--- INFORMATION SUPPLIED Enclosed Below ---
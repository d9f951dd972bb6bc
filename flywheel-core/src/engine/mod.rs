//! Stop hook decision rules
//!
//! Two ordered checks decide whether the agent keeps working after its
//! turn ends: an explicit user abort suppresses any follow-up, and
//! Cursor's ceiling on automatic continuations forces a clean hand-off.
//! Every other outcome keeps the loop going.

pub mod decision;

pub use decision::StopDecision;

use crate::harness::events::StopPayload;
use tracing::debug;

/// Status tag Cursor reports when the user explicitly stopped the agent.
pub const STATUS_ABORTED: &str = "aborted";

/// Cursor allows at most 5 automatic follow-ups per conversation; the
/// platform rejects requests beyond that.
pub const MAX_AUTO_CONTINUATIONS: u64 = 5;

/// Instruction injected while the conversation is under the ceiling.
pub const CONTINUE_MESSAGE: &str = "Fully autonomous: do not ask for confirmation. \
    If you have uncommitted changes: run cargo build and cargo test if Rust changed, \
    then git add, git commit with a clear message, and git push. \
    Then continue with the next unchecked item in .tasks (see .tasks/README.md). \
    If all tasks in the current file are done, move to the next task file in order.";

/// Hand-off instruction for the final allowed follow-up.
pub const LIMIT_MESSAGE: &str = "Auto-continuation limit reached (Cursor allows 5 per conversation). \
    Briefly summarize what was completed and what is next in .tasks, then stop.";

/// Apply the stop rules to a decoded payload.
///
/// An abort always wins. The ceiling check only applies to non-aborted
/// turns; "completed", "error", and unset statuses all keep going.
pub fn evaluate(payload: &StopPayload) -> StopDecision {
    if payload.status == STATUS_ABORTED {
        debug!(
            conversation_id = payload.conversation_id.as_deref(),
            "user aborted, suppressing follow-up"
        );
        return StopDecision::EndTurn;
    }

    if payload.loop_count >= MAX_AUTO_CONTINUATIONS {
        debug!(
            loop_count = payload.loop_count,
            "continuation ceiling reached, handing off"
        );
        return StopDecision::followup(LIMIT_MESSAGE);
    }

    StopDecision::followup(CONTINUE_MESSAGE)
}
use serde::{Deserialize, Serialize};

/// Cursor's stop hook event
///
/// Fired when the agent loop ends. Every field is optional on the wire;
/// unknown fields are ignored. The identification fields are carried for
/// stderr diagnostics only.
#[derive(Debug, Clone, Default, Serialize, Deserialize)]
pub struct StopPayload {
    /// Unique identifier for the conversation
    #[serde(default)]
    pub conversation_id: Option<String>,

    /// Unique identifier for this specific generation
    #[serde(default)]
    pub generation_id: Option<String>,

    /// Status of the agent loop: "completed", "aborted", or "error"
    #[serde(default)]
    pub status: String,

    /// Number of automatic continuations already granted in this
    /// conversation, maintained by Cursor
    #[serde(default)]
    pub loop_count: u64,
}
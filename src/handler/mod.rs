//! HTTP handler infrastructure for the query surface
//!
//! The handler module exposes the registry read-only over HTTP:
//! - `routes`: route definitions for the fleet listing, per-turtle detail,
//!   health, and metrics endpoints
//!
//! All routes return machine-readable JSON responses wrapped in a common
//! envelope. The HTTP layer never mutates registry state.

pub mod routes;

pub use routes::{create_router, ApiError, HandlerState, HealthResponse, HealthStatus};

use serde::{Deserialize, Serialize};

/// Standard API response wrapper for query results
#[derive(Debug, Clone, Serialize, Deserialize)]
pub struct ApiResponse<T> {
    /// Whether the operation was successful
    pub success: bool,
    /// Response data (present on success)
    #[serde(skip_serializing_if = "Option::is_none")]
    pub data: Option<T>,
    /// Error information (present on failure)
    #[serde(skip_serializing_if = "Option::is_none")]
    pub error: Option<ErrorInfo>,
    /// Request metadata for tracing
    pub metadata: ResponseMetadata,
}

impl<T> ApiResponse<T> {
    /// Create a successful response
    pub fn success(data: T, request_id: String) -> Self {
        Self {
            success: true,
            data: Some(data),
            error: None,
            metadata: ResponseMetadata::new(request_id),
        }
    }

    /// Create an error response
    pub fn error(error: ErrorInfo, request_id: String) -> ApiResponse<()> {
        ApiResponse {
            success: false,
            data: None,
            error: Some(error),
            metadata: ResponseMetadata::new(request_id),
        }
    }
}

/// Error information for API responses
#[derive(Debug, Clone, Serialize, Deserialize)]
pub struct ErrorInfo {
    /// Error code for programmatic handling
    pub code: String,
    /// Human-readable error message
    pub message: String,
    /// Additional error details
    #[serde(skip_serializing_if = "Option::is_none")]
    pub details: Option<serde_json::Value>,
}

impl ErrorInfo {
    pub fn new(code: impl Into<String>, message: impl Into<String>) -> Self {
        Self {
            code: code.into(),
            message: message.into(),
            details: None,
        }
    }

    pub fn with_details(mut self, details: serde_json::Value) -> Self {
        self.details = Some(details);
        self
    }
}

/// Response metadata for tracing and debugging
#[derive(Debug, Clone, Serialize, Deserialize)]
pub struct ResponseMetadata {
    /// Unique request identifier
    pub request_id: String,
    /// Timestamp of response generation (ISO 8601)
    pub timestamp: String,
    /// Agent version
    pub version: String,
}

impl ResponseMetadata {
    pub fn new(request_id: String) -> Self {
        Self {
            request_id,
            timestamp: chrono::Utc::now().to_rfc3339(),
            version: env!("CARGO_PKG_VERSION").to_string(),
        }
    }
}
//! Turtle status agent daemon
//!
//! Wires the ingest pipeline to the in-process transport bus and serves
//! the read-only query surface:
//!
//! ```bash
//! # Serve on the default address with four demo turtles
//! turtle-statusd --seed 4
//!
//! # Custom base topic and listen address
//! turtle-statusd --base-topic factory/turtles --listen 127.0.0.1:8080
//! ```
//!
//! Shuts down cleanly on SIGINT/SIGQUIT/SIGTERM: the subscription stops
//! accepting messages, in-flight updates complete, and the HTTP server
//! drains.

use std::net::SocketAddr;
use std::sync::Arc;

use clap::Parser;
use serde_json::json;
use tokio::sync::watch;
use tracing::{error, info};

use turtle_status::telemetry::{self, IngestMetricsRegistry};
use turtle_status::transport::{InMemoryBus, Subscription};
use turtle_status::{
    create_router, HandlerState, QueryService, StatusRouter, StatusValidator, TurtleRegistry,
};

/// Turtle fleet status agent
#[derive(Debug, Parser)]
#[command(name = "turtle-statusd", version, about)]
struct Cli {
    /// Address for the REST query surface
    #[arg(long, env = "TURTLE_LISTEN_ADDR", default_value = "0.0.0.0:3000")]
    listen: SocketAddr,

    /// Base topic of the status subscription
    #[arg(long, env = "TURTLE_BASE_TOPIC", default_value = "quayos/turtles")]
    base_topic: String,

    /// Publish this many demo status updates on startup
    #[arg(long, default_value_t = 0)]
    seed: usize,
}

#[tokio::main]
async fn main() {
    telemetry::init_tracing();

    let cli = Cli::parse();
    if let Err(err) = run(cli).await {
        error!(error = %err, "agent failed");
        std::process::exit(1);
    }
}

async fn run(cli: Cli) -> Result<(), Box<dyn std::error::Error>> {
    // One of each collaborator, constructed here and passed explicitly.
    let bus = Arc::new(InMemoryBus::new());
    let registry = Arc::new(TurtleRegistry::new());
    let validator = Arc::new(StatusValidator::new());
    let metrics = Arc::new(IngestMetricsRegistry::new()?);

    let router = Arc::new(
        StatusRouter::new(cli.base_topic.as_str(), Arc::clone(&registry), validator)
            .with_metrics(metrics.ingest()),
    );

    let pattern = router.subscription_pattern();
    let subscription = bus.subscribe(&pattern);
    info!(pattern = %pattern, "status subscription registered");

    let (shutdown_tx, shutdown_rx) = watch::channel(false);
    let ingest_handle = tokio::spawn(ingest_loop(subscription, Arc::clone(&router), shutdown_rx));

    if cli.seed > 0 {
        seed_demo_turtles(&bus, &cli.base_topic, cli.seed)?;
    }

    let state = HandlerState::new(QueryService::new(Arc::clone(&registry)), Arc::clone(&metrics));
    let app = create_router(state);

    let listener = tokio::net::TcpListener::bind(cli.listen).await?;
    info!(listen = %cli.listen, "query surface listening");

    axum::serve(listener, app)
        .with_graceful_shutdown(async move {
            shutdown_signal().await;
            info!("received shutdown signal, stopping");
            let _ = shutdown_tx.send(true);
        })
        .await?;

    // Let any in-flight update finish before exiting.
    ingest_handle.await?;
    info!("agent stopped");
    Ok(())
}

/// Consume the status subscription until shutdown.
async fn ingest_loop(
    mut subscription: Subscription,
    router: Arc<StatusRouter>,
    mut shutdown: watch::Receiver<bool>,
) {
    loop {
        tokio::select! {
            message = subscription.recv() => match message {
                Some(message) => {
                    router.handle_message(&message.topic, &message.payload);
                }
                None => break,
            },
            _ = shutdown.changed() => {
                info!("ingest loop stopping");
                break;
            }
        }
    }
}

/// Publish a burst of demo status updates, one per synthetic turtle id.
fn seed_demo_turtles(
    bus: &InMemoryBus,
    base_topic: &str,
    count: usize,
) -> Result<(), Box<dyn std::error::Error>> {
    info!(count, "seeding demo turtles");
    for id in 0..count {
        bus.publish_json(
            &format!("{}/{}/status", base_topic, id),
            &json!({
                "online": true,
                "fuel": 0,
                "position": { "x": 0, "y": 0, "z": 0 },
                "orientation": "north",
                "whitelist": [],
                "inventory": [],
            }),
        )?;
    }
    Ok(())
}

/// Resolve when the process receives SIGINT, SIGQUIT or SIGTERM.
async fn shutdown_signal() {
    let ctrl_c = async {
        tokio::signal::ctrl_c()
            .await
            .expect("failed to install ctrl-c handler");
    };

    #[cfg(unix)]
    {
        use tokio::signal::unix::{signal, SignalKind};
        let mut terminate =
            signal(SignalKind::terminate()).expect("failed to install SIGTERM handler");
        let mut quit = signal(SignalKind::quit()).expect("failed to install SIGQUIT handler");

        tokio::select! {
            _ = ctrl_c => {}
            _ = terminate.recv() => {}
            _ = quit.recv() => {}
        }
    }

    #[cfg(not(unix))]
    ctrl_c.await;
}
--- End of Enclosed INFORMATION SUPPLIED ---
* EXERCISE INSTRUCTIONS: Extract every line above that contains the word "ResponseMetadata".

* ANSWER TO THIS PROBLEM:
    pub metadata: ResponseMetadata,
            metadata: ResponseMetadata::new(request_id),
            metadata: ResponseMetadata::new(request_id),
pub struct ResponseMetadata {
impl ResponseMetadata {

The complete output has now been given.